If you find yourself tearing up at events that are expected to elicit more smiles than tears, here are three theories to help you understand why.

#1. Your repressed feelings are triggered

No moment or event occurs as an isolated incident. Any milestone achieved or obstacle overcome is a result of a long journey.

To reap the benefits of your labor, you have probably endured prolonged stress and fought to overcome roadblocks that have likely been left unprocessed in the pressure to keep moving forward. It is thus possible that crying is the end reaction to a cascade of triggered, forgotten emotions.

This may be especially true when milestones or achievements bring with them a tinge of anxiety. Here are two examples:

  1. A parent may find themselves teary-eyed at their child's wedding because they are simultaneously happy for this new beginning but also nervous about losing their child to this change.
  2. An individual graduating from student to employee might be ecstatic about their academic merits while also stressed about performing at the new job and/or moving away from their friends.

#2. You are trying to communicate and connect

Overwhelming emotions can lead to knotted throats and brain-freeze moments. When one struggles with a loss of words, tears become a source of communication.

A study published in Frontiers in Psychology emphasizes how seeing one cry compels viewers to willingly offer comfort and empathetic support. Responding with care and kindness when seeing someone under duress is a basic human instinct.

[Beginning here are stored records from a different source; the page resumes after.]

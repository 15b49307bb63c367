//! Health check endpoint.

use axum::{Json, Router, routing::get};
use chrono::{DateTime, Utc};
use serde::Serialize;

use crate::AppState;

/// Health check response.
#[derive(Serialize)]
pub struct HealthResponse {
    /// Service status.
    pub status: &'static str,
    /// Service version.
    pub version: &'static str,
    /// Time the check ran.
    pub timestamp: DateTime<Utc>,
}

/// Health check handler.
async fn health_check() -> Json<HealthResponse> {
    Json(HealthResponse {
        status: "ok",
        version: env!("CARGO_PKG_VERSION"),
        timestamp: Utc::now(),
    })
}

/// Creates health check routes.
pub fn routes() -> Router<AppState> {
    Router::new().route("/health", get(health_check))
}
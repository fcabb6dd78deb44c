//! Workspace data models

use serde::{Deserialize, Serialize};

use crate::hcp::traits::TfeResource;

/// Workspace data from TFE API
#[derive(Deserialize, Debug, Clone)]
pub struct Workspace {
    pub id: String,
    pub attributes: WorkspaceAttributes,
}

/// Workspace attributes from TFE API
#[derive(Deserialize, Debug, Clone)]
pub struct WorkspaceAttributes {
    pub name: String,

    #[serde(rename = "working-directory")]
    pub working_directory: Option<String>,

    pub locked: Option<bool>,

    #[serde(rename = "vcs-repo")]
    pub vcs_repo: Option<VcsRepo>,
}

/// VCS binding of a workspace as reported by the API
#[derive(Deserialize, Debug, Clone)]
pub struct VcsRepo {
    pub branch: Option<String>,
    pub identifier: Option<String>,
    #[serde(rename = "oauth-token-id")]
    pub oauth_token_id: Option<String>,
}

/// VCS binding sent when attaching a repository to a workspace
#[derive(Serialize, Debug, Clone, PartialEq, Eq)]
pub struct VcsRepoOptions {
    pub branch: String,
    /// Repository in `organization/repository` form
    pub identifier: String,
    #[serde(rename = "oauth-token-id")]
    pub oauth_token_id: String,
}

/// Workspace projection printed by `workspace get`
#[derive(Serialize, Debug, Clone, PartialEq, Eq)]
pub struct WorkspaceSummary {
    pub name: String,
    pub working_directory: String,
    pub branch: String,
    pub repo_id: String,
    pub locked: bool,
}

impl TfeResource for Workspace {
    fn id(&self) -> &str {
        &self.id
    }

    fn name(&self) -> &str {
        &self.attributes.name
    }
}

impl Workspace {
    /// Get working directory, defaulting to empty string (repository root)
    pub fn working_directory(&self) -> &str {
        self.attributes.working_directory.as_deref().unwrap_or("")
    }

    /// Check if workspace is locked
    pub fn is_locked(&self) -> bool {
        self.attributes.locked.unwrap_or(false)
    }

    /// VCS branch, empty when the workspace has no repository
    pub fn branch(&self) -> &str {
        self.attributes
            .vcs_repo
            .as_ref()
            .and_then(|v| v.branch.as_deref())
            .unwrap_or("")
    }

    /// VCS repository identifier, empty when the workspace has no repository
    pub fn repo_identifier(&self) -> &str {
        self.attributes
            .vcs_repo
            .as_ref()
            .and_then(|v| v.identifier.as_deref())
            .unwrap_or("")
    }
}

impl From<&Workspace> for WorkspaceSummary {
    fn from(ws: &Workspace) -> Self {
        Self {
            name: ws.name().to_string(),
            working_directory: ws.working_directory().to_string(),
            branch: ws.branch().to_string(),
            repo_id: ws.repo_identifier().to_string(),
            locked: ws.is_locked(),
        }
    }
}
//! Variable data models

use log::debug;
use serde::{Deserialize, Serialize};

use crate::hcp::traits::TfeResource;

/// Where a variable is exposed during a run
#[derive(Serialize, Deserialize, Debug, Clone, Copy, PartialEq, Eq)]
#[serde(rename_all = "lowercase")]
pub enum VariableCategory {
    /// Terraform input variable
    Terraform,
    /// Shell environment variable
    Env,
}

impl std::fmt::Display for VariableCategory {
    fn fmt(&self, f: &mut std::fmt::Formatter<'_>) -> std::fmt::Result {
        match self {
            VariableCategory::Terraform => write!(f, "terraform"),
            VariableCategory::Env => write!(f, "env"),
        }
    }
}

/// Attributes of a variable about to be created
///
/// Built through [`NewVariable::new`], which never lets an environment
/// variable carry `hcl = true`.
#[derive(Serialize, Debug, Clone, PartialEq, Eq)]
pub struct NewVariable {
    pub key: String,
    pub value: String,
    pub description: String,
    pub hcl: bool,
    pub sensitive: bool,
    pub category: VariableCategory,
}

impl NewVariable {
    pub fn new(
        key: impl Into<String>,
        value: impl Into<String>,
        description: impl Into<String>,
        hcl: bool,
        sensitive: bool,
        category: VariableCategory,
    ) -> Self {
        let key = key.into();
        let hcl = match category {
            VariableCategory::Env if hcl => {
                debug!("Environment variable '{}' cannot be HCL, storing as string", key);
                false
            }
            _ => hcl,
        };

        Self {
            key,
            value: value.into(),
            description: description.into(),
            hcl,
            sensitive,
            category,
        }
    }
}

/// Variable data from TFE API
#[derive(Deserialize, Debug, Clone)]
pub struct Variable {
    pub id: String,
    pub attributes: VariableAttributes,
}

/// Variable attributes from TFE API
///
/// `value` is null for sensitive variables.
#[derive(Deserialize, Debug, Clone)]
pub struct VariableAttributes {
    pub key: String,
    pub value: Option<String>,
    pub description: Option<String>,
    pub category: VariableCategory,
    #[serde(default)]
    pub hcl: bool,
    #[serde(default)]
    pub sensitive: bool,
}

impl TfeResource for Variable {
    fn id(&self) -> &str {
        &self.id
    }

    fn name(&self) -> &str {
        &self.attributes.key
    }
}
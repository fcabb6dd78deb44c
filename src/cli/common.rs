//! Argument groups shared across commands

use clap::Args;

/// Arguments selecting a workspace by name
#[derive(Args, Debug)]
pub struct WorkspaceNameArgs {
    /// Workspace name
    #[arg(long = "workspace_name")]
    pub workspace_name: String,
}

/// Arguments selecting a run by ID
#[derive(Args, Debug)]
pub struct RunIdArgs {
    /// Run ID (run-xxx)
    #[arg(long = "run_id", visible_alias = "plan_id")]
    pub run_id: String,
}
//! OAuth client command definitions

use clap::Subcommand;

/// Verbs for the 'oauth_client' noun
#[derive(Subcommand, Debug)]
pub enum OAuthClientCommand {
    /// List OAuth clients (VCS connections) as JSON
    List,
}
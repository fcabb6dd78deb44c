//! Workspace module

mod api;
mod commands;
mod models;

pub use commands::run_workspace_command;
pub use models::{VcsRepo, VcsRepoOptions, Workspace, WorkspaceAttributes, WorkspaceSummary};
//! Common traits for TFE resources

use crate::hcp::PaginationMeta;
use serde::Deserialize;

/// Common trait for TFE resources that are looked up by name
pub trait TfeResource {
    /// Get the resource ID
    fn id(&self) -> &str;

    /// Get the human-readable name
    fn name(&self) -> &str;

    /// Exact, case-sensitive name match
    fn has_name(&self, name: &str) -> bool {
        self.name() == name
    }
}

/// Trait for API responses that contain paginated data
///
/// Implement this trait for any list response to drive it through
/// `TfeClient::paginate()`.
pub trait PaginatedResponse<T> {
    /// Consume self and return the data items
    fn into_data(self) -> Vec<T>;
    /// Get reference to pagination metadata
    fn meta(&self) -> Option<&PaginationMeta>;

    /// Page to request next; `None` once the listing is exhausted
    ///
    /// The service reports the last page with `next-page` null or zero.
    fn next_page(&self) -> Option<u32> {
        self.meta()
            .and_then(|m| m.pagination.as_ref())
            .and_then(|p| p.next_page)
            .filter(|n| *n != 0)
    }
}

/// Generic API list response wrapper for paginated endpoints
#[derive(Deserialize, Debug)]
pub struct ApiListResponse<T> {
    pub data: Vec<T>,
    #[serde(default)]
    pub meta: Option<PaginationMeta>,
}

impl<T> PaginatedResponse<T> for ApiListResponse<T> {
    fn into_data(self) -> Vec<T> {
        self.data
    }

    fn meta(&self) -> Option<&PaginationMeta> {
        self.meta.as_ref()
    }
}
//! Variable set data models

use serde::{Deserialize, Serialize};

use crate::hcp::traits::TfeResource;

/// Variable set data from TFE API
#[derive(Deserialize, Debug, Clone)]
pub struct VariableSet {
    pub id: String,
    pub attributes: VariableSetAttributes,
}

/// Variable set attributes from TFE API
#[derive(Deserialize, Debug, Clone)]
pub struct VariableSetAttributes {
    pub name: String,
    pub description: Option<String>,
    #[serde(default)]
    pub global: bool,
    #[serde(rename = "workspace-count")]
    pub workspace_count: Option<u32>,
    #[serde(rename = "var-count")]
    pub var_count: Option<u32>,
}

impl TfeResource for VariableSet {
    fn id(&self) -> &str {
        &self.id
    }

    fn name(&self) -> &str {
        &self.attributes.name
    }
}

/// Variable set record printed after an assignment
#[derive(Serialize, Debug, Clone, PartialEq, Eq)]
pub struct VariableSetSummary {
    pub id: String,
    pub name: String,
    pub description: String,
    pub global: bool,
    pub workspace_count: u32,
    pub var_count: u32,
}

impl From<&VariableSet> for VariableSetSummary {
    fn from(varset: &VariableSet) -> Self {
        Self {
            id: varset.id.clone(),
            name: varset.attributes.name.clone(),
            description: varset.attributes.description.clone().unwrap_or_default(),
            global: varset.attributes.global,
            workspace_count: varset.attributes.workspace_count.unwrap_or(0),
            var_count: varset.attributes.var_count.unwrap_or(0),
        }
    }
}
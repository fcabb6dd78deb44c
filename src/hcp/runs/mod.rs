//! Runs module

mod api;
mod commands;
mod models;

pub use commands::run_run_command;
pub use models::{
    Apply, ApplyAttributes, Plan, PlanAttributes, Run, RunAction, RunAttributes,
    RunRelationships, RunSummary,
};
//! tfectl - Drive Terraform Enterprise from the command line
//!
//! A CLI for the TFE / HCP Terraform API covering workspaces, runs,
//! variables, variable sets and VCS bindings.
//!
//! # Features
//!
//! - Create workspaces and bind them to VCS repositories
//! - Queue, apply, discard and cancel runs
//! - Read structured plan output, apply records and phase logs
//! - Add Terraform and environment variables, assign variable sets
//! - Sequential, lazy pagination over every listing
//!
//! # Example
//!
//! ```bash
//! export TFE_URL=app.terraform.io TFE_TOKEN=... TFE_ORG=acme
//!
//! # Queue a plan and inspect it
//! tfectl workspace plan --workspace_name infra-prod --message "nightly"
//! tfectl run plan_logs --run_id run-abc123
//!
//! # Apply it
//! tfectl run apply --run_id run-abc123
//! ```

pub mod cli;
pub mod config;
pub mod error;
pub mod hcp;
pub mod output;

pub use cli::{Cli, Command, OAuthClientCommand, RunCommand, WorkspaceCommand};
pub use config::Config;
pub use error::{Result, TfeError};
pub use hcp::{
    run_oauth_client_command, run_run_command, run_workspace_command, Connection, LogBundle,
    LogPhase, TfeClient,
};
pub use output::{emit, CommandOutput};
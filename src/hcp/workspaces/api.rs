//! Workspace API operations

use futures::stream::Stream;
use log::debug;

use crate::config::api;
use crate::error::{Result, TfeError};
use crate::hcp::client::api_error;
use crate::hcp::{DataResponse, TfeClient};

use super::models::{VcsRepoOptions, Workspace};

/// API path of a workspace addressed by organization and name
fn workspace_path(org: &str, name: &str) -> String {
    format!(
        "/{}/{}/{}/{}",
        api::ORGANIZATIONS,
        urlencoding::encode(org),
        api::WORKSPACES,
        urlencoding::encode(name)
    )
}

/// Parse a `{"data": {...}}` document holding one workspace
fn parse_workspace(body: &[u8]) -> Result<Workspace> {
    serde_json::from_slice::<DataResponse<Workspace>>(body)
        .map(|document| document.data)
        .map_err(|e| TfeError::Json(format!("Failed to parse workspace response: {}", e)))
}

impl TfeClient {
    /// Stream all workspaces of an organization, page by page
    pub fn list_workspaces<'a>(&'a self, org: &str) -> impl Stream<Item = Result<Workspace>> + 'a {
        let path = format!(
            "/{}/{}/{}",
            api::ORGANIZATIONS,
            urlencoding::encode(org),
            api::WORKSPACES
        );
        self.paginate(path, format!("workspaces for organization '{}'", org))
    }

    /// Get a single workspace by name (requires org)
    pub async fn get_workspace_by_name(&self, org: &str, name: &str) -> Result<Option<Workspace>> {
        self.fetch_resource_by_path::<Workspace>(
            &workspace_path(org, name),
            &format!("workspace '{}'", name),
        )
        .await
    }

    /// Create a workspace with auto-apply disabled
    pub async fn create_workspace(
        &self,
        org: &str,
        name: &str,
        working_directory: &str,
    ) -> Result<Workspace> {
        let url = format!(
            "{}/{}/{}/{}",
            self.base_url(),
            api::ORGANIZATIONS,
            urlencoding::encode(org),
            api::WORKSPACES
        );

        debug!("Creating workspace '{}' in organization '{}'", name, org);

        let body = serde_json::json!({
            "data": {
                "type": "workspaces",
                "attributes": {
                    "name": name,
                    "auto-apply": false,
                    "working-directory": working_directory
                }
            }
        });

        let response = self.send(self.post(&url).json(&body)).await?;

        match response.status().as_u16() {
            200 | 201 => parse_workspace(&response.bytes().await?),
            _ => Err(api_error(response, &format!("create workspace '{}'", name)).await),
        }
    }

    /// Bind a workspace to a VCS repository
    ///
    /// Uses PATCH /organizations/:org/workspaces/:name with a `vcs-repo` attribute
    pub async fn update_workspace_vcs_repo(
        &self,
        org: &str,
        name: &str,
        vcs_repo: &VcsRepoOptions,
    ) -> Result<Workspace> {
        let url = format!("{}{}", self.base_url(), workspace_path(org, name));

        debug!(
            "Binding workspace '{}' to repository '{}' (branch '{}')",
            name, vcs_repo.identifier, vcs_repo.branch
        );

        let body = serde_json::json!({
            "data": {
                "type": "workspaces",
                "attributes": {
                    "vcs-repo": vcs_repo
                }
            }
        });

        let response = self.send(self.patch(&url).json(&body)).await?;

        match response.status().as_u16() {
            200 => parse_workspace(&response.bytes().await?),
            404 => Err(TfeError::NotFound(format!("workspace '{}'", name))),
            _ => Err(api_error(response, &format!("update workspace '{}'", name)).await),
        }
    }
}

#[cfg(test)]
mod tests {
    use super::*;
    use crate::hcp::traits::TfeResource;
    use futures::TryStreamExt;
    use wiremock::matchers::{body_json, method, path, query_param};
    use wiremock::{Mock, MockServer, ResponseTemplate};

    fn workspace_json(id: &str, name: &str) -> serde_json::Value {
        serde_json::json!({
            "id": id,
            "type": "workspaces",
            "attributes": {
                "name": name,
                "working-directory": "",
                "auto-apply": false,
                "locked": false
            }
        })
    }

    #[tokio::test]
    async fn test_list_workspaces_two_pages() {
        let mock_server = MockServer::start().await;
        let client = TfeClient::test_client(&mock_server.uri());

        Mock::given(method("GET"))
            .and(path("/organizations/my-org/workspaces"))
            .and(query_param("page[number]", "1"))
            .respond_with(ResponseTemplate::new(200).set_body_json(serde_json::json!({
                "data": [workspace_json("ws-1", "alpha"), workspace_json("ws-2", "beta")],
                "meta": {"pagination": {"current-page": 1, "next-page": 2}}
            })))
            .mount(&mock_server)
            .await;

        Mock::given(method("GET"))
            .and(path("/organizations/my-org/workspaces"))
            .and(query_param("page[number]", "2"))
            .respond_with(ResponseTemplate::new(200).set_body_json(serde_json::json!({
                "data": [workspace_json("ws-3", "gamma")],
                "meta": {"pagination": {"current-page": 2, "next-page": null}}
            })))
            .mount(&mock_server)
            .await;

        let workspaces: Vec<Workspace> = client.list_workspaces("my-org").try_collect().await.unwrap();

        let names: Vec<&str> = workspaces.iter().map(|w| w.name()).collect();
        assert_eq!(names, vec!["alpha", "beta", "gamma"]);
    }

    #[tokio::test]
    async fn test_get_workspace_by_name_success() {
        let mock_server = MockServer::start().await;
        let client = TfeClient::test_client(&mock_server.uri());

        Mock::given(method("GET"))
            .and(path("/organizations/my-org/workspaces/infra-prod"))
            .respond_with(ResponseTemplate::new(200).set_body_json(serde_json::json!({
                "data": workspace_json("ws-abc123", "infra-prod")
            })))
            .mount(&mock_server)
            .await;

        let workspace = client
            .get_workspace_by_name("my-org", "infra-prod")
            .await
            .unwrap()
            .unwrap();
        assert_eq!(workspace.id, "ws-abc123");
        assert_eq!(workspace.name(), "infra-prod");
    }

    #[tokio::test]
    async fn test_get_workspace_by_name_not_found() {
        let mock_server = MockServer::start().await;
        let client = TfeClient::test_client(&mock_server.uri());

        Mock::given(method("GET"))
            .and(path("/organizations/my-org/workspaces/missing"))
            .respond_with(ResponseTemplate::new(404))
            .mount(&mock_server)
            .await;

        let result = client.get_workspace_by_name("my-org", "missing").await;
        assert!(result.unwrap().is_none());
    }

    #[tokio::test]
    async fn test_create_workspace_sends_expected_body() {
        let mock_server = MockServer::start().await;
        let client = TfeClient::test_client(&mock_server.uri());

        Mock::given(method("POST"))
            .and(path("/organizations/my-org/workspaces"))
            .and(body_json(serde_json::json!({
                "data": {
                    "type": "workspaces",
                    "attributes": {
                        "name": "infra-dev",
                        "auto-apply": false,
                        "working-directory": "stacks/dev"
                    }
                }
            })))
            .respond_with(ResponseTemplate::new(201).set_body_json(serde_json::json!({
                "data": workspace_json("ws-new", "infra-dev")
            })))
            .expect(1)
            .mount(&mock_server)
            .await;

        let workspace = client
            .create_workspace("my-org", "infra-dev", "stacks/dev")
            .await
            .unwrap();
        assert_eq!(workspace.id, "ws-new");
    }

    #[tokio::test]
    async fn test_create_workspace_validation_error() {
        let mock_server = MockServer::start().await;
        let client = TfeClient::test_client(&mock_server.uri());

        Mock::given(method("POST"))
            .and(path("/organizations/my-org/workspaces"))
            .respond_with(
                ResponseTemplate::new(422)
                    .set_body_string(r#"{"errors":[{"detail":"Name has already been taken"}]}"#),
            )
            .mount(&mock_server)
            .await;

        let err = client
            .create_workspace("my-org", "infra-dev", "")
            .await
            .unwrap_err();
        match err {
            TfeError::Api { status, message } => {
                assert_eq!(status, 422);
                assert!(message.contains("already been taken"));
            }
            other => panic!("Expected TfeError::Api, got {:?}", other),
        }
    }

    #[tokio::test]
    async fn test_update_workspace_vcs_repo() {
        let mock_server = MockServer::start().await;
        let client = TfeClient::test_client(&mock_server.uri());

        Mock::given(method("PATCH"))
            .and(path("/organizations/my-org/workspaces/infra-prod"))
            .and(body_json(serde_json::json!({
                "data": {
                    "type": "workspaces",
                    "attributes": {
                        "vcs-repo": {
                            "branch": "main",
                            "identifier": "acme/infra",
                            "oauth-token-id": "ot-first"
                        }
                    }
                }
            })))
            .respond_with(ResponseTemplate::new(200).set_body_json(serde_json::json!({
                "data": workspace_json("ws-abc123", "infra-prod")
            })))
            .expect(1)
            .mount(&mock_server)
            .await;

        let options = VcsRepoOptions {
            branch: "main".to_string(),
            identifier: "acme/infra".to_string(),
            oauth_token_id: "ot-first".to_string(),
        };
        let workspace = client
            .update_workspace_vcs_repo("my-org", "infra-prod", &options)
            .await
            .unwrap();
        assert_eq!(workspace.id, "ws-abc123");
    }
}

Another study further breaks down the communicative nature of crying, showing that there are four main reasons why people shed positive tears. They are:

  1. Achievement tears. Expressing feelings of pride for someone overcoming obstacles or appreciating extraordinary feats or achievements.
  2. Beauty tears. Expressing awe when in the presence of unparalleled elegance, whether in people, art, music or nature.
  3. Affectionate tears. Expressing heartfelt gratitude for acts of unexpected kindness and/or gestures of love.
  4. Amusement tears. Responding to an especially funny situation and accompanied with laughter and giggles (i.e., "I'm laughing so hard I'm crying").

Happy tears typically convey a touching story or heartfelt moment with onlookers, the common denominator being the powerlessness and helplessness felt by all in the expanse of the emotions created.

#3. It helps you feel better, physically

Mental health advocates have worked tirelessly to normalize crying as a healthy coping mechanism, citing its many chemical and hormonal benefits such as the release of 'happy hormones' like oxytocin and endorphins.

The physical act of releasing an emotion out of the body, whether positive or negative, helps achieve physical and emotional homeostasis, suggests research published in Emotion Review.


Tears of joy are a natural and complex expression of our emotional experiences. Being stuck under the notion that crying is an unwanted, negative emotional state can leave you feeling confused about your tears of joy when, in fact, they are completely normal and even healthy.

However, if you find yourself breaking down in response to small triggers and/or feel embarrassed by your inability to regulate your emotions, it might be helpful to see a mental health professional to uncover the roots of your concerns.